2.3.1. Un problème initial : l'image controversée des logements sociaux

2.3.1.1. L'imaginaire des « cités HLM »

La dégradation des grands ensembles depuis les années 1960 a donné naissance à une image négative de ces HLM. En 2001, 70 % des Français interrogés voient ces habitations à loyer modéré comme des endroits « bruyants, sales et surpeuplés ». C'est en particulier contre ces préjugés que la loi SRU a du se battre afin de rentrer en vigueur.

L'architecture

Symbole de modernité dans les années 1950, les grands ensembles et leur architecture ont vite fait l'objet de critiques.

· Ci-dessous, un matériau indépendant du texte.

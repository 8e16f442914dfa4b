//! Config defaults: fills unset sections so the effective config can be
//! printed or serialized in full.

use crate::schema::{
    LoggingSection, PacerConfig, SchedulerSection, ServerSection, StoreSection, UpstreamSection,
};

pub const DEFAULT_POLL_INTERVAL_SECS: u64 = 60;
pub const DEFAULT_CLAIM_STRATEGY: &str = "compare_and_set";
pub const DEFAULT_RUN_LOG_RETENTION_DAYS: u32 = 30;
pub const DEFAULT_DB_PATH: &str = "pacer.db";
pub const DEFAULT_UPSTREAM_BASE_URL: &str = "https://api.puntingform.com.au/v2";
pub const DEFAULT_BIND: &str = "0.0.0.0";
pub const DEFAULT_PORT: u16 = 8080;
pub const DEFAULT_LOG_LEVEL: &str = "info";
pub const DEFAULT_LOG_DIR: &str = "logs";

/// Apply all defaults to a freshly loaded config.
pub fn apply_all_defaults(config: PacerConfig) -> PacerConfig {
    let config = apply_scheduler_defaults(config);
    let config = apply_store_defaults(config);
    let config = apply_upstream_defaults(config);
    let config = apply_server_defaults(config);
    apply_logging_defaults(config)
}

fn apply_scheduler_defaults(mut config: PacerConfig) -> PacerConfig {
    let scheduler = config.scheduler.get_or_insert_with(SchedulerSection::default);
    scheduler
        .poll_interval_secs
        .get_or_insert(DEFAULT_POLL_INTERVAL_SECS);
    scheduler
        .claim_strategy
        .get_or_insert_with(|| DEFAULT_CLAIM_STRATEGY.to_string());
    scheduler
        .run_log_retention_days
        .get_or_insert(DEFAULT_RUN_LOG_RETENTION_DAYS);
    config
}

fn apply_store_defaults(mut config: PacerConfig) -> PacerConfig {
    let store = config.store.get_or_insert_with(StoreSection::default);
    store
        .db_path
        .get_or_insert_with(|| DEFAULT_DB_PATH.to_string());
    config
}

/// The API key has no default; validation reports it.
fn apply_upstream_defaults(mut config: PacerConfig) -> PacerConfig {
    let upstream = config.upstream.get_or_insert_with(UpstreamSection::default);
    upstream
        .base_url
        .get_or_insert_with(|| DEFAULT_UPSTREAM_BASE_URL.to_string());
    config
}

fn apply_server_defaults(mut config: PacerConfig) -> PacerConfig {
    let server = config.server.get_or_insert_with(ServerSection::default);
    server.bind.get_or_insert_with(|| DEFAULT_BIND.to_string());
    server.port.get_or_insert(DEFAULT_PORT);
    config
}

fn apply_logging_defaults(mut config: PacerConfig) -> PacerConfig {
    let logging = config.logging.get_or_insert_with(LoggingSection::default);
    logging
        .level
        .get_or_insert_with(|| DEFAULT_LOG_LEVEL.to_string());
    logging.dir.get_or_insert_with(|| DEFAULT_LOG_DIR.to_string());
    config
}

#[cfg(test)]
mod tests {
    use super::*;

    #[test]
    fn fills_every_section() {
        let cfg = apply_all_defaults(PacerConfig::default());
        let scheduler = cfg.scheduler.unwrap();
        assert_eq!(scheduler.poll_interval_secs, Some(60));
        assert_eq!(scheduler.claim_strategy.as_deref(), Some("compare_and_set"));
        assert_eq!(cfg.server.unwrap().port, Some(8080));
        assert_eq!(cfg.upstream.unwrap().api_key, None);
    }

    #[test]
    fn does_not_override_user_values() {
        let cfg = PacerConfig {
            scheduler: Some(SchedulerSection {
                poll_interval_secs: Some(5),
                claim_strategy: Some("advisory".into()),
                ..Default::default()
            }),
            ..Default::default()
        };
        let cfg = apply_all_defaults(cfg);
        assert_eq!(cfg.poll_interval_secs(), 5);
        assert_eq!(cfg.claim_strategy(), "advisory");
        assert_eq!(cfg.run_log_retention_days(), 30);
    }
}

Ces constructions massives et rapides ont privilégié des formes géométriques (barres et tours) sur des terrains larges et peu chers, d'où le choix des champs agricoles ou maraîchers. Ce phénomène ajouté aux modes de financement uniquement réservés au logement seul, explique l'absence d'infrastructures à proximité de ces immeubles HLM, qui deviennent de véritables « cités-dortoirs ». Face à cette monotonie architecturale de ces logements très peu intégrée au tissu urbain, les sociologues et artistes émettent leurs premières réserves. Regroupant souvent plus d'un millier d'appartements, les intellectuels parlent déjà de « cages à lapins ». En 1958, le philosophe Gaston Bachelard publie La Poétique de l'espace dans laquelle, il nomme les logements, les « boîtes superposées ». Peu après, les événements de Mai 68 continuent d'accentuer cette tendance. La critique marxiste dénonce un urbanisme jugé ségrégatif et le slogan « Le capitalisme ne loge pas les travailleurs, il les stocke » est désormais de vigueur.

Vus comme une solution temporaire afin de répondre à la crise et devant être abattus rapidement, le matériel utilisé pour la construction des grands ensembles n'était pas non plus de grande qualité. L'édification de masse incitait aux économies d'échelle, obtenues par l'utilisation de matériaux standardisés et produits en série, à une époque où l'industrie de fabrication en série bat son plein. Plus tard, les habitants réaliseront les problèmes d'espace des appartements, l'absence d'isolations phoniques ou thermiques, la dégradation rapide des façades à cause du béton utilisé ; les murs se fissurent ou ressemblent à du gruyère et les ravalements sont rares.

Les habitants

Dans les années 1950 et 1960, les grands ensembles représentaient un « modèle » de mixité sociale ; ils constituaient souvent un tremplin avant l'accès à la propriété privée pour certaines catégories socioprofessionnelles. On y dénombrait alors une moitié d'ouvriers qualifiés, le reste des logements se répartissant de façon quasiment équivalente entre les cadres moyens ou supérieurs, employés et professions libérales. Mais les années 1970 voient l'arrivée des populations plus précaires et les immigrés.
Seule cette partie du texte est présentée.